*Material for the task*
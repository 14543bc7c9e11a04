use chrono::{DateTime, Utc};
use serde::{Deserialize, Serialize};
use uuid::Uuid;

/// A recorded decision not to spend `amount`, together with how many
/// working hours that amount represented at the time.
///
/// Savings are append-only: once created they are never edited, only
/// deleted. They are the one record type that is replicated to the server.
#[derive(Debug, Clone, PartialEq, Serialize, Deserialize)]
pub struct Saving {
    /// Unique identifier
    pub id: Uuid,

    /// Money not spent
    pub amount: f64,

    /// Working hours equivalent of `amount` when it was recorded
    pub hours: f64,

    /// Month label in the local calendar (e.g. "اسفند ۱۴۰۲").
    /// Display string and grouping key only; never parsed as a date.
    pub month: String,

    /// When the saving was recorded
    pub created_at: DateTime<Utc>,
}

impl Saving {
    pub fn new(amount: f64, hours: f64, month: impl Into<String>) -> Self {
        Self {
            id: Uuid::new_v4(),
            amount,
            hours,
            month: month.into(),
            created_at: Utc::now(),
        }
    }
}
--
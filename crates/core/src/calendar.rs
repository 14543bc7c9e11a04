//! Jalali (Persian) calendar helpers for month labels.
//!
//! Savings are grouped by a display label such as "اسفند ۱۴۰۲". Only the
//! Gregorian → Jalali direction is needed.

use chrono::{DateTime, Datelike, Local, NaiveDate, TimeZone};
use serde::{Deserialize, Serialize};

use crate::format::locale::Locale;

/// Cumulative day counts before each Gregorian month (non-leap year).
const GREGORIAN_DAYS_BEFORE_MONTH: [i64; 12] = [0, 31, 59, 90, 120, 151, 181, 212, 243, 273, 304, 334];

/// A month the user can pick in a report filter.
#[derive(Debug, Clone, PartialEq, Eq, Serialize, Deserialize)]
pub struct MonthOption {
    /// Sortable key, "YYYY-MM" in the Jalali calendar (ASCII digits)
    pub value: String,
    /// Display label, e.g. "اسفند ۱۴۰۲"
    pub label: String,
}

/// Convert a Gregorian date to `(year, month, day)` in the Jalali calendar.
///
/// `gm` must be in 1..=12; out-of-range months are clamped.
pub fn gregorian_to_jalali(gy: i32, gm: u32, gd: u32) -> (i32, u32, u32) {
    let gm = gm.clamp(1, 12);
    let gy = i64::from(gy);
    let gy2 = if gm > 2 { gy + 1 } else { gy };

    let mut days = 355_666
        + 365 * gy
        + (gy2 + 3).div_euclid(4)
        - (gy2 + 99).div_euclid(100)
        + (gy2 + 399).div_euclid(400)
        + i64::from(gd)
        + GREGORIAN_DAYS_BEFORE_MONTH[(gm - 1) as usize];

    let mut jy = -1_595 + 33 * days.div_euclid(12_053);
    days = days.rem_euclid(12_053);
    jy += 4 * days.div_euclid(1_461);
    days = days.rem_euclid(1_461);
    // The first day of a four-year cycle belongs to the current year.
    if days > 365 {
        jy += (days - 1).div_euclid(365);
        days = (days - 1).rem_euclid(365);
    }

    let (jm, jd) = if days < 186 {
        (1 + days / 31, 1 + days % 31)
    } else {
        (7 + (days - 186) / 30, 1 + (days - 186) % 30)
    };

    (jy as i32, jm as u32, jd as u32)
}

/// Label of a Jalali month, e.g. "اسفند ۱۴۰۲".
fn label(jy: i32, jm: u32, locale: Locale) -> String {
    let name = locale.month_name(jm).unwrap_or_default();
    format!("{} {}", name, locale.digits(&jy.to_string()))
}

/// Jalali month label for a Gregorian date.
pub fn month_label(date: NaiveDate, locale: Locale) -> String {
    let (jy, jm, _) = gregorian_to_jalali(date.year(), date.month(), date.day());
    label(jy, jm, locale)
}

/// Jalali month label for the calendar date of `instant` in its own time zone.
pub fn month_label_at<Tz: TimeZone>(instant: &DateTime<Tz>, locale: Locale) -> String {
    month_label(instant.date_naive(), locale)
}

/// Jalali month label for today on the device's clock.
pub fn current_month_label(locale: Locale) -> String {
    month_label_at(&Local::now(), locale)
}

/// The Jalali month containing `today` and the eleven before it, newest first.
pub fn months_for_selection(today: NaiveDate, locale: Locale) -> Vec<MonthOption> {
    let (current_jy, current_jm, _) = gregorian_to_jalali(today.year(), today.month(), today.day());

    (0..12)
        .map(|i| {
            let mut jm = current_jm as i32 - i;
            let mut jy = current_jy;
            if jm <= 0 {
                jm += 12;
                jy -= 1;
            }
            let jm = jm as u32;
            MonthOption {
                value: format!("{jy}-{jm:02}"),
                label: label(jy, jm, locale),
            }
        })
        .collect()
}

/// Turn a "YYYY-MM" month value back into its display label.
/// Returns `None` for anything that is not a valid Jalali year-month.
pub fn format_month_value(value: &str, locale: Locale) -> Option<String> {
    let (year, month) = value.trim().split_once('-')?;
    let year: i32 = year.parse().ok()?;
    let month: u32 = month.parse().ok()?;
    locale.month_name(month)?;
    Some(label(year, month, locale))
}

*What is expected*
Match on "today" and copy out every line of the entries that contains it.

*Written response*
/// Jalali month label for today on the device's clock.
/// The Jalali month containing `today` and the eleven before it, newest first.
pub fn months_for_selection(today: NaiveDate, locale: Locale) -> Vec<MonthOption> {
    let (current_jy, current_jm, _) = gregorian_to_jalali(today.year(), today.month(), today.day());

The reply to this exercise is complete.